[Collected data entries]

_____

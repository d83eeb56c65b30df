use anyhow::{bail, Context, Result};
use auctionwatch::{
    config::Settings,
    error::AuctionError,
    filter::observed_range,
    locate::GlobLocator,
    telemetry,
    view::{self, export_file_name, filtered_view, open_current, resolve_range},
};
use std::{env, path::PathBuf};
use tracing::info;

const USAGE: &str = "usage: auctionwatch-view [LOW] [HIGH] [--export PATH | --download]";

fn main() -> Result<()> {
    telemetry::init("warn");

    // usage: auctionwatch-view [LOW] [HIGH] [--export PATH | --download]
    let mut bounds: Vec<i64> = Vec::new();
    let mut export_to: Option<PathBuf> = None;
    let mut download = false;
    let mut args = env::args().skip(1);
    while let Some(arg) = args.next() {
        match arg.as_str() {
            "--export" => export_to = Some(PathBuf::from(args.next().context(USAGE)?)),
            "--download" => download = true,
            "-h" | "--help" => {
                println!("{}", USAGE);
                return Ok(());
            }
            other => bounds.push(
                other
                    .parse()
                    .with_context(|| format!("`{}` is not a day count\n{}", other, USAGE))?,
            ),
        }
    }
    if bounds.len() > 2 {
        bail!(USAGE);
    }

    let settings = Settings::load()?;
    let locator = GlobLocator::new(&settings.exports_dir);

    let current = match open_current(&locator, &settings) {
        Ok(c) => c,
        Err(e) => {
            match AuctionError::find(&e) {
                Some(AuctionError::NoSourceFound { .. }) => {
                    println!("No processed auction data found.")
                }
                Some(AuctionError::MissingRequiredColumn { column }) => {
                    println!("Column '{}' not found in the data.", column)
                }
                _ => return Err(e),
            }
            return Ok(());
        }
    };
    println!("Displaying data from: {}", current.path.display());

    let observed = observed_range(&current.set);
    let Some(range) = resolve_range(observed, bounds.first().copied(), bounds.get(1).copied())
    else {
        println!("No rows carry a days_until_submission value; nothing to filter.");
        return Ok(());
    };

    let filtered = filtered_view(&current.set, range)?;
    println!(
        "### Processed Auctions ({} of {} rows, days {}..={})",
        filtered.rows.len(),
        current.set.len(),
        range.low(),
        range.high()
    );
    println!("{}", view::render(&filtered.rows)?);

    let target = match (export_to, download) {
        (Some(p), _) => Some(p),
        (None, true) => Some(PathBuf::from(export_file_name(&current.path))),
        (None, false) => None,
    };
    if let Some(path) = target {
        if view::is_snapshot_name(&path, &settings) {
            bail!(
                "refusing to export onto a snapshot name: {}",
                path.display()
            );
        }
        view::export(&filtered.rows, &path)?;
        info!(path = %path.display(), "download ready");
        println!("Saved {} rows to {}", filtered.rows.len(), path.display());
    }
    Ok(())
}
// src/config.rs

use anyhow::{Context, Result};
use serde::Deserialize;
use std::{
    env, fs,
    path::{Path, PathBuf},
};
use tracing::debug;
use url::Url;

/// Env var pointing at an alternate settings file.
pub const CONFIG_ENV: &str = "AUCTIONWATCH_CONFIG";
const DEFAULT_CONFIG_FILE: &str = "auctionwatch.yaml";

/// Runtime settings shared by the pipeline, viewer and notifier.
/// Every field has a default, so an absent or partial YAML file is fine.
#[derive(Debug, Clone, Deserialize)]
#[serde(default)]
pub struct Settings {
    /// Directory holding both the raw exports and the snapshots.
    pub exports_dir: PathBuf,
    /// Glob (relative to `exports_dir`) for raw auction exports.
    pub source_pattern: String,
    /// Field delimiter of the raw export. The `.xls` files are really TSV.
    pub source_delimiter: char,
    /// Snapshot file name prefix; the date and `.csv` are appended.
    pub snapshot_prefix: String,
    /// Notifier window: deadlines within `[0, days_threshold]` are reported.
    pub days_threshold: i64,
    pub sendgrid_endpoint: String,
}

impl Default for Settings {
    fn default() -> Self {
        Self {
            exports_dir: PathBuf::from("auction_exports"),
            source_pattern: "ibbi_auctions_*.xls".into(),
            source_delimiter: '\t',
            snapshot_prefix: "processed_auctions_".into(),
            days_threshold: 7,
            sendgrid_endpoint: "https://api.sendgrid.com/v3/mail/send".into(),
        }
    }
}

impl Settings {
    /// Load from `$AUCTIONWATCH_CONFIG`, else `./auctionwatch.yaml`, else defaults.
    pub fn load() -> Result<Self> {
        match env::var(CONFIG_ENV) {
            Ok(path) => Self::from_file(path),
            Err(_) if Path::new(DEFAULT_CONFIG_FILE).exists() => {
                Self::from_file(DEFAULT_CONFIG_FILE)
            }
            Err(_) => {
                debug!("no settings file, using defaults");
                Ok(Self::default())
            }
        }
    }

    pub fn from_file(path: impl AsRef<Path>) -> Result<Self> {
        let path = path.as_ref();
        let text = fs::read_to_string(path)
            .with_context(|| format!("reading settings {}", path.display()))?;
        Self::from_yaml(&text).with_context(|| format!("parsing settings {}", path.display()))
    }

    pub fn from_yaml(text: &str) -> Result<Self> {
        let settings: Settings = serde_yaml::from_str(text)?;
        settings.validate()?;
        Ok(settings)
    }

    fn validate(&self) -> Result<()> {
        Url::parse(&self.sendgrid_endpoint)
            .with_context(|| format!("sendgrid_endpoint `{}`", self.sendgrid_endpoint))?;
        anyhow::ensure!(
            self.source_delimiter.is_ascii(),
            "source_delimiter must be a single ASCII character"
        );
        Ok(())
    }

    /// Glob pattern for snapshots, e.g. `auction_exports/processed_auctions_*.csv`.
    pub fn snapshot_pattern(&self) -> String {
        format!("{}*.csv", self.snapshot_prefix)
    }

    pub fn delimiter_byte(&self) -> u8 {
        self.source_delimiter as u8
    }
}

#[cfg(test)]
mod tests {
    use super::*;

    #[test]
    fn partial_yaml_keeps_defaults() {
        let s = Settings::from_yaml("days_threshold: 3\nexports_dir: /tmp/x\n").unwrap();
        assert_eq!(s.days_threshold, 3);
        assert_eq!(s.exports_dir, PathBuf::from("/tmp/x"));
        assert_eq!(s.source_pattern, "ibbi_auctions_*.xls");
        assert_eq!(s.delimiter_byte(), b'\t');
        assert_eq!(s.snapshot_pattern(), "processed_auctions_*.csv");
    }

    #[test]
    fn bad_endpoint_is_rejected() {
        assert!(Settings::from_yaml("sendgrid_endpoint: not a url\n").is_err());
    }
}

_____

TASK ITEM> Each record must be copied out exactly and in full.

PROBLEM SOLUTION>
repository d83eeb56c65b30df
use anyhow::{bail, Context, Result};
use auctionwatch::{
    config::Settings,
    error::AuctionError,
    filter::observed_range,
    locate::GlobLocator,
    telemetry,
    view::{self, export_file_name, filtered_view, open_current, resolve_range},
};
use std::{env, path::PathBuf};
use tracing::info;

const USAGE: &str = "usage: auctionwatch-view [LOW] [HIGH] [--export PATH | --download]";

fn main() -> Result<()> {
    telemetry::init("warn");

    // usage: auctionwatch-view [LOW] [HIGH] [--export PATH | --download]
    let mut bounds: Vec<i64> = Vec::new();
    let mut export_to: Option<PathBuf> = None;
    let mut download = false;
    let mut args = env::args().skip(1);
    while let Some(arg) = args.next() {
        match arg.as_str() {
            "--export" => export_to = Some(PathBuf::from(args.next().context(USAGE)?)),
            "--download" => download = true,
            "-h" | "--help" => {
                println!("{}", USAGE);
                return Ok(());
            }
            other => bounds.push(
                other
                    .parse()
                    .with_context(|| format!("`{}` is not a day count\n{}", other, USAGE))?,
            ),
        }
    }
    if bounds.len() > 2 {
        bail!(USAGE);
    }

    let settings = Settings::load()?;
    let locator = GlobLocator::new(&settings.exports_dir);

    let current = match open_current(&locator, &settings) {
        Ok(c) => c,
        Err(e) => {
            match AuctionError::find(&e) {
                Some(AuctionError::NoSourceFound { .. }) => {
                    println!("No processed auction data found.")
                }
                Some(AuctionError::MissingRequiredColumn { column }) => {
                    println!("Column '{}' not found in the data.", column)
                }
                _ => return Err(e),
            }
            return Ok(());
        }
    };
    println!("Displaying data from: {}", current.path.display());

    let observed = observed_range(&current.set);
    let Some(range) = resolve_range(observed, bounds.first().copied(), bounds.get(1).copied())
    else {
        println!("No rows carry a days_until_submission value; nothing to filter.");
        return Ok(());
    };

    let filtered = filtered_view(&current.set, range)?;
    println!(
        "### Processed Auctions ({} of {} rows, days {}..={})",
        filtered.rows.len(),
        current.set.len(),
        range.low(),
        range.high()
    );
    println!("{}", view::render(&filtered.rows)?);

    let target = match (export_to, download) {
        (Some(p), _) => Some(p),
        (None, true) => Some(PathBuf::from(export_file_name(&current.path))),
        (None, false) => None,
    };
    if let Some(path) = target {
        if view::is_snapshot_name(&path, &settings) {
            bail!(
                "refusing to export onto a snapshot name: {}",
                path.display()
            );
        }
        view::export(&filtered.rows, &path)?;
        info!(path = %path.display(), "download ready");
        println!("Saved {} rows to {}", filtered.rows.len(), path.display());
    }
    Ok(())
}
// src/config.rs

use anyhow::{Context, Result};
use serde::Deserialize;
use std::{
    env, fs,
    path::{Path, PathBuf},
};
use tracing::debug;
use url::Url;

/// Env var pointing at an alternate settings file.
pub const CONFIG_ENV: &str = "AUCTIONWATCH_CONFIG";
const DEFAULT_CONFIG_FILE: &str = "auctionwatch.yaml";

/// Runtime settings shared by the pipeline, viewer and notifier.
/// Every field has a default, so an absent or partial YAML file is fine.
#[derive(Debug, Clone, Deserialize)]
#[serde(default)]
pub struct Settings {
    /// Directory holding both the raw exports and the snapshots.
    pub exports_dir: PathBuf,
    /// Glob (relative to `exports_dir`) for raw auction exports.
    pub source_pattern: String,
    /// Field delimiter of the raw export. The `.xls` files are really TSV.
    pub source_delimiter: char,
    /// Snapshot file name prefix; the date and `.csv` are appended.
    pub snapshot_prefix: String,
    /// Notifier window: deadlines within `[0, days_threshold]` are reported.
    pub days_threshold: i64,
    pub sendgrid_endpoint: String,
}

impl Default for Settings {
    fn default() -> Self {
        Self {
            exports_dir: PathBuf::from("auction_exports"),
            source_pattern: "ibbi_auctions_*.xls".into(),
            source_delimiter: '\t',
            snapshot_prefix: "processed_auctions_".into(),
            days_threshold: 7,
            sendgrid_endpoint: "https://api.sendgrid.com/v3/mail/send".into(),
        }
    }
}

impl Settings {
    /// Load from `$AUCTIONWATCH_CONFIG`, else `./auctionwatch.yaml`, else defaults.
    pub fn load() -> Result<Self> {
        match env::var(CONFIG_ENV) {
            Ok(path) => Self::from_file(path),
            Err(_) if Path::new(DEFAULT_CONFIG_FILE).exists() => {
                Self::from_file(DEFAULT_CONFIG_FILE)
            }
            Err(_) => {
                debug!("no settings file, using defaults");
                Ok(Self::default())
            }
        }
    }

    pub fn from_file(path: impl AsRef<Path>) -> Result<Self> {
        let path = path.as_ref();
        let text = fs::read_to_string(path)
            .with_context(|| format!("reading settings {}", path.display()))?;
        Self::from_yaml(&text).with_context(|| format!("parsing settings {}", path.display()))
    }

    pub fn from_yaml(text: &str) -> Result<Self> {
        let settings: Settings = serde_yaml::from_str(text)?;
        settings.validate()?;
        Ok(settings)
    }

    fn validate(&self) -> Result<()> {
        Url::parse(&self.sendgrid_endpoint)
            .with_context(|| format!("sendgrid_endpoint `{}`", self.sendgrid_endpoint))?;
        anyhow::ensure!(
            self.source_delimiter.is_ascii(),
            "source_delimiter must be a single ASCII character"
        );
        Ok(())
    }

    /// Glob pattern for snapshots, e.g. `auction_exports/processed_auctions_*.csv`.
    pub fn snapshot_pattern(&self) -> String {
        format!("{}*.csv", self.snapshot_prefix)
    }

    pub fn delimiter_byte(&self) -> u8 {
        self.source_delimiter as u8
    }
}

#[cfg(test)]
mod tests {
    use super::*;

    #[test]
    fn partial_yaml_keeps_defaults() {
        let s = Settings::from_yaml("days_threshold: 3\nexports_dir: /tmp/x\n").unwrap();
        assert_eq!(s.days_threshold, 3);
        assert_eq!(s.exports_dir, PathBuf::from("/tmp/x"));
        assert_eq!(s.source_pattern, "ibbi_auctions_*.xls");
        assert_eq!(s.delimiter_byte(), b'\t');
        assert_eq!(s.snapshot_pattern(), "processed_auctions_*.csv");
    }

    #[test]
    fn bad_endpoint_is_rejected() {
        assert!(Settings::from_yaml("sendgrid_endpoint: not a url\n").is_err());
    }
}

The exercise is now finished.